IV. 1. 99. We leave this obscure passage as it stands in the old copies. Possibly, as Steevens suggested, a line has dropped out after wind. The phrase 'wing the wind' seems to apply to ostriches (for such is unquestionably the meaning of 'estridges') less than to any other birds.
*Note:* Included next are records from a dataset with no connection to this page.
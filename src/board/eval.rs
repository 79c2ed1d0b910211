//! Position evaluation: tapered material + PST with pawn structure,
//! mobility, king safety, and a mop-up term for won endgames.
//!
//! The material/PST part comes from the incremental [`EvalState`];
//! everything else is computed per call, with pawn structure cached in
//! the shared pawn hash table. A lazy margin cuts the call short when
//! the cheap part of the score is already far outside the window.

use crate::pawn_hash::{PawnEntry, PawnHashTable};

use super::attack_tables::{bishop_attacks, queen_attacks, rook_attacks, KNIGHT_ATTACKS};
use super::pst::TOTAL_PHASE;
use super::state::Board;
use super::types::{Bitboard, Color, Piece};

/// Skip the expensive terms when the cheap score is this far outside
/// the window.
const LAZY_MARGIN: i32 = 110;

const BISHOP_PAIR_MG: i32 = 30;
const BISHOP_PAIR_EG: i32 = 50;

// Penalties for files around the king (middlegame-flavored but applied
// to both phases, the shelter matters in rook endings too)
const OPEN_FILE_PENALTY: i32 = -35;
const SEMI_OPEN_FILE_PENALTY: i32 = -15;
const HEAVY_ON_OPEN_FILE: i32 = -45;
const HEAVY_ON_SEMI_OPEN_FILE: i32 = -25;

const DOUBLED_MG: i32 = -15;
const DOUBLED_EG: i32 = -20;
const ISOLATED_MG: i32 = -20;
const ISOLATED_EG: i32 = -25;

const PASSED_BONUS_MG: [i32; 8] = [0, 5, 10, 20, 40, 70, 120, 0];
const PASSED_BONUS_EG: [i32; 8] = [0, 10, 20, 40, 80, 150, 250, 0];

const KNIGHT_MOB: [i32; 9] = [-20, -10, 0, 5, 10, 15, 20, 25, 30];
const BISHOP_MOB: [i32; 14] = [
    -20, -10, 0, 10, 20, 25, 30, 35, 40, 45, 50, 55, 60, 65,
];
const ROOK_MOB: [i32; 15] = [
    -15, -10, -5, 0, 5, 10, 15, 20, 25, 30, 35, 40, 45, 50, 55,
];
const QUEEN_MOB: [i32; 28] = [
    -20, -15, -10, -5, 0, 2, 4, 6, 8, 10, 12, 14, 16, 18, 20, 22, 24, 26, 28, 30, 32, 34, 36, 38,
    40, 42, 44, 46,
];

/// `PASSED_MASKS[color][sq]`: own and adjacent files ahead of the pawn
static PASSED_MASKS: std::sync::LazyLock<[[u64; 64]; 2]> = std::sync::LazyLock::new(|| {
    let mut masks = [[0u64; 64]; 2];
    for sq in 0..64 {
        let rank = sq / 8;
        let file = sq % 8;
        let mut files = Bitboard::file_mask(file).0;
        if file > 0 {
            files |= Bitboard::file_mask(file - 1).0;
        }
        if file < 7 {
            files |= Bitboard::file_mask(file + 1).0;
        }
        let mut ahead_white = 0u64;
        for r in (rank + 1)..8 {
            ahead_white |= Bitboard::rank_mask(r).0;
        }
        let mut ahead_black = 0u64;
        for r in 0..rank {
            ahead_black |= Bitboard::rank_mask(r).0;
        }
        masks[0][sq] = files & ahead_white;
        masks[1][sq] = files & ahead_black;
    }
    masks
});

/// 8-bit mask of the 3-file neighborhood of each king file
const KING_VICINITY_FILES: [u8; 8] = [
    0b0000_0011,
    0b0000_0111,
    0b0000_1110,
    0b0001_1100,
    0b0011_1000,
    0b0111_0000,
    0b1110_0000,
    0b1100_0000,
];

/// Squash a pawn bitboard down to one bit per occupied file
#[inline]
fn pawn_files(mut pawns: u64) -> u8 {
    pawns |= pawns >> 32;
    pawns |= pawns >> 16;
    pawns |= pawns >> 8;
    (pawns & 0xFF) as u8
}

impl Board {
    /// Cheap evaluation: tapered material + PST only, from the side to
    /// move's perspective. Used for pruning margins.
    #[must_use]
    pub fn evaluate_lazy(&self) -> i32 {
        let state = &self.eval_state;
        let mg = (state.mg_pst[0] + state.piece_val[0]) - (state.mg_pst[1] + state.piece_val[1]);
        let eg = (state.eg_pst[0] + state.piece_val[0]) - (state.eg_pst[1] + state.piece_val[1]);
        let white_score = self.taper(mg, eg);
        if self.side_to_move == Color::White {
            white_score
        } else {
            -white_score
        }
    }

    /// Full evaluation from the side to move's perspective, with an
    /// early return when the material+pawn score lands outside
    /// `[alpha - margin, beta + margin]`.
    #[must_use]
    pub fn eval_relative(&self, pawn_table: &PawnHashTable, alpha: i32, beta: i32) -> i32 {
        let state = &self.eval_state;

        // 1. Material + PST, free from the incremental state
        let mut mg =
            (state.mg_pst[0] + state.piece_val[0]) - (state.mg_pst[1] + state.piece_val[1]);
        let mut eg =
            (state.eg_pst[0] + state.piece_val[0]) - (state.eg_pst[1] + state.piece_val[1]);

        // 2. Pawn structure through the shared cache
        let pawns = match pawn_table.probe(state.pawn_key) {
            Some(entry) => entry,
            None => {
                let (w_mg, w_eg) = self.evaluate_pawns(Color::White);
                let (b_mg, b_eg) = self.evaluate_pawns(Color::Black);
                let entry = PawnEntry {
                    mg: w_mg - b_mg,
                    eg: w_eg - b_eg,
                };
                pawn_table.store(state.pawn_key, entry);
                entry
            }
        };
        mg += pawns.mg;
        eg += pawns.eg;

        let base = self.taper(mg, eg);
        let base_relative = if self.side_to_move == Color::White {
            base
        } else {
            -base
        };
        if base_relative >= beta + LAZY_MARGIN || base_relative <= alpha - LAZY_MARGIN {
            return base_relative;
        }

        // 3. Mobility, king safety, bishop pair
        for color in [Color::White, Color::Black] {
            let sign = if color == Color::White { 1 } else { -1 };
            let (side_mg, side_eg) = self.evaluate_side(color);
            mg += sign * side_mg;
            eg += sign * side_eg;
        }

        // 4. Mop-up in decided endgames: drive the losing king to the
        // edge and bring the winning king up
        if eg.abs() > 200 {
            let winner = if eg > 0 { Color::White } else { Color::Black };
            let loser_king = self.king_square(winner.opponent());
            let king_dist = self
                .king_square(Color::White)
                .manhattan_distance(self.king_square(Color::Black));
            let mop_up = loser_king.center_distance() * 10 + (14 - king_dist) * 5;
            if winner == Color::White {
                eg += mop_up;
            } else {
                eg -= mop_up;
            }
        }

        let score = self.taper(mg, eg);
        if self.side_to_move == Color::White {
            score
        } else {
            -score
        }
    }

    #[inline]
    fn taper(&self, mg: i32, eg: i32) -> i32 {
        let phase = self.eval_state.phase.clamp(0, TOTAL_PHASE);
        (mg * phase + eg * (TOTAL_PHASE - phase)) / TOTAL_PHASE
    }

    /// Pawn structure for one side: doubled, isolated, passed.
    fn evaluate_pawns(&self, color: Color) -> (i32, i32) {
        let our_pawns = self.bb(color, Piece::Pawn).0;
        let enemy_pawns = self.bb(color.opponent(), Piece::Pawn).0;
        let mut mg = 0;
        let mut eg = 0;

        // Doubled: pawns with a friend somewhere below on the same file
        let stacked = our_pawns
            & (our_pawns >> 8
                | our_pawns >> 16
                | our_pawns >> 24
                | our_pawns >> 32
                | our_pawns >> 40
                | our_pawns >> 48
                | our_pawns >> 56);
        let doubled_files = pawn_files(stacked).count_ones() as i32;
        mg += doubled_files * DOUBLED_MG;
        eg += doubled_files * DOUBLED_EG;

        // Isolated: no friendly pawn on either adjacent file
        let files = pawn_files(our_pawns);
        let isolated = files & !(files << 1 | files >> 1);
        let isolated_count = isolated.count_ones() as i32;
        mg += isolated_count * ISOLATED_MG;
        eg += isolated_count * ISOLATED_EG;

        // Passed: nothing of the enemy ahead on own or adjacent files
        let mut scan = Bitboard(our_pawns);
        while !scan.is_empty() {
            let sq = super::types::pop_lsb(&mut scan);
            if enemy_pawns & PASSED_MASKS[color.index()][sq.index()] == 0 {
                let relative_rank = match color {
                    Color::White => sq.rank(),
                    Color::Black => 7 - sq.rank(),
                };
                mg += PASSED_BONUS_MG[relative_rank];
                eg += PASSED_BONUS_EG[relative_rank];
            }
        }

        (mg, eg)
    }

    /// Mobility + king safety + bishop pair for one side
    fn evaluate_side(&self, color: Color) -> (i32, i32) {
        let occ = self.all_occupied.0;
        let own = self.occupancy(color).0;
        let mut both = self.king_safety(color);
        let mut mg = 0;
        let mut eg = 0;

        if self.bb(color, Piece::Bishop).popcount() >= 2 {
            mg += BISHOP_PAIR_MG;
            eg += BISHOP_PAIR_EG;
        }

        for piece in [Piece::Knight, Piece::Bishop, Piece::Rook, Piece::Queen] {
            let mut sources = self.bb(color, piece);
            while !sources.is_empty() {
                let sq = super::types::pop_lsb(&mut sources);
                let moves = match piece {
                    Piece::Knight => KNIGHT_ATTACKS[sq.index()],
                    Piece::Bishop => bishop_attacks(sq.index(), occ),
                    Piece::Rook => rook_attacks(sq.index(), occ),
                    _ => queen_attacks(sq.index(), occ),
                };
                let count = (moves & !own).count_ones() as usize;
                both += match piece {
                    Piece::Knight => KNIGHT_MOB[count],
                    Piece::Bishop => BISHOP_MOB[count],
                    Piece::Rook => ROOK_MOB[count],
                    _ => QUEEN_MOB[count.min(27)],
                };
            }
        }

        (mg + both, eg + both)
    }

    /// File-based shelter terms around the king.
    fn king_safety(&self, color: Color) -> i32 {
        let them = color.opponent();
        let king_file = self.king_square(color).file();

        let our_files = pawn_files(self.bb(color, Piece::Pawn).0);
        let enemy_files = pawn_files(self.bb(them, Piece::Pawn).0);
        let vicinity = KING_VICINITY_FILES[king_file];

        let open = vicinity & !our_files & !enemy_files;
        let semi_open = vicinity & !our_files & enemy_files;

        let mut score = open.count_ones() as i32 * OPEN_FILE_PENALTY;
        score += semi_open.count_ones() as i32 * SEMI_OPEN_FILE_PENALTY;

        // Enemy heavies parked on those corridors hurt more
        let heavies = self.bb(them, Piece::Rook).0 | self.bb(them, Piece::Queen).0;
        let mut open_bb = 0u64;
        let mut semi_bb = 0u64;
        for f in 0..8 {
            if open & (1 << f) != 0 {
                open_bb |= Bitboard::file_mask(f).0;
            }
            if semi_open & (1 << f) != 0 {
                semi_bb |= Bitboard::file_mask(f).0;
            }
        }
        score += (heavies & open_bb).count_ones() as i32 * HEAVY_ON_OPEN_FILE;
        score += (heavies & semi_bb).count_ones() as i32 * HEAVY_ON_SEMI_OPEN_FILE;

        score
    }
}

#[cfg(test)]
mod tests {
    use super::*;
    use crate::pawn_hash::PawnHashTable;

    fn eval(board: &Board) -> i32 {
        let table = PawnHashTable::new(64);
        board.eval_relative(&table, -30000, 30000)
    }

    #[test]
    fn test_startpos_is_roughly_balanced() {
        let board = Board::new();
        assert!(eval(&board).abs() < 60, "startpos eval {}", eval(&board));
    }

    #[test]
    fn test_eval_is_symmetric_under_side_flip() {
        // Mirrored position: the score must negate with the side to move
        let white: Board = "rnbqkbnr/pppppppp/8/8/8/8/PPPPPPPP/RNBQKBNR w KQkq - 0 1"
            .parse()
            .unwrap();
        let black: Board = "rnbqkbnr/pppppppp/8/8/8/8/PPPPPPPP/RNBQKBNR b KQkq - 0 1"
            .parse()
            .unwrap();
        assert_eq!(eval(&white), eval(&black));
    }

    #[test]
    fn test_material_advantage_dominates() {
        // White is up a queen
        let board: Board = "4k3/8/8/8/8/8/8/Q3K3 w - - 0 1".parse().unwrap();
        assert!(eval(&board) > 500);
        // Same position from black's perspective is losing
        let board: Board = "4k3/8/8/8/8/8/8/Q3K3 b - - 0 1".parse().unwrap();
        assert!(eval(&board) < -500);
    }

    #[test]
    fn test_passed_pawn_is_rewarded() {
        // Identical except white's e-pawn is passed in the second FEN
        let blocked: Board = "4k3/4p3/8/8/4P3/8/8/4K3 w - - 0 1".parse().unwrap();
        let passed: Board = "4k3/8/8/8/4P3/8/8/4K3 w - - 0 1".parse().unwrap();
        // The passed position also lacks the black pawn, so compare
        // white's pawn term directly
        let (blocked_mg, _) = blocked.evaluate_pawns(Color::White);
        let (passed_mg, _) = passed.evaluate_pawns(Color::White);
        assert!(passed_mg > blocked_mg);
    }

    #[test]
    fn test_doubled_and_isolated_penalized() {
        let healthy: Board = "4k3/8/8/8/8/8/PPP5/4K3 w - - 0 1".parse().unwrap();
        let crippled: Board = "4k3/8/8/8/P7/P7/P7/4K3 w - - 0 1".parse().unwrap();
        let (h_mg, h_eg) = healthy.evaluate_pawns(Color::White);
        let (c_mg, c_eg) = crippled.evaluate_pawns(Color::White);
        assert!(c_mg < h_mg);
        assert!(c_eg < h_eg);
    }

    #[test]
    fn test_lazy_margin_short_circuits() {
        // Queen-up position probed with a tiny window far from the true
        // score: the lazy path must still return something huge
        let board: Board = "4k3/8/8/8/8/8/8/Q3K3 w - - 0 1".parse().unwrap();
        let table = PawnHashTable::new(64);
        let score = board.eval_relative(&table, -10, 10);
        assert!(score > 500);
    }

    #[test]
    fn test_pawn_cache_hit_matches_miss() {
        let board: Board = "4k3/pp6/8/8/8/8/PPP5/4K3 w - - 0 1".parse().unwrap();
        let table = PawnHashTable::new(64);
        let first = board.eval_relative(&table, -30000, 30000);
        let second = board.eval_relative(&table, -30000, 30000);
        assert_eq!(first, second);
    }
}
Mr Dyce quotes a passage from Claudian (In Eutropium, II. 310-313) to justify it:

'Vasta velut Libyæ venantum vocibus ales
Cum premitur, calidas cursu transmittit arenas,
Inque modum veli sinuatis flamine pennis
Pulverulenta volat.'

But this means that the bird spreads its wings like a sail bellying with the wind—a different thing from 'winging the wind.'

Malone, agreeing with Steevens that a line might have been lost, suggested the following:

'All plum'd like estridges, that with the wind
Run on, in gallant trim they now advance:
Bated like eagles, &c.'

[Note XX.]

IV. 4. 22. We leave these lines as they are in the Quartos and Folios. Pope read the passage, perhaps rightly, as prose. Steevens smoothed the lines thus:

'Gent. Why, good my lord, you need not fear; there's Douglas,
And Mortimer.

Arch. No, Mortimer's not there.'

[Note XXI.]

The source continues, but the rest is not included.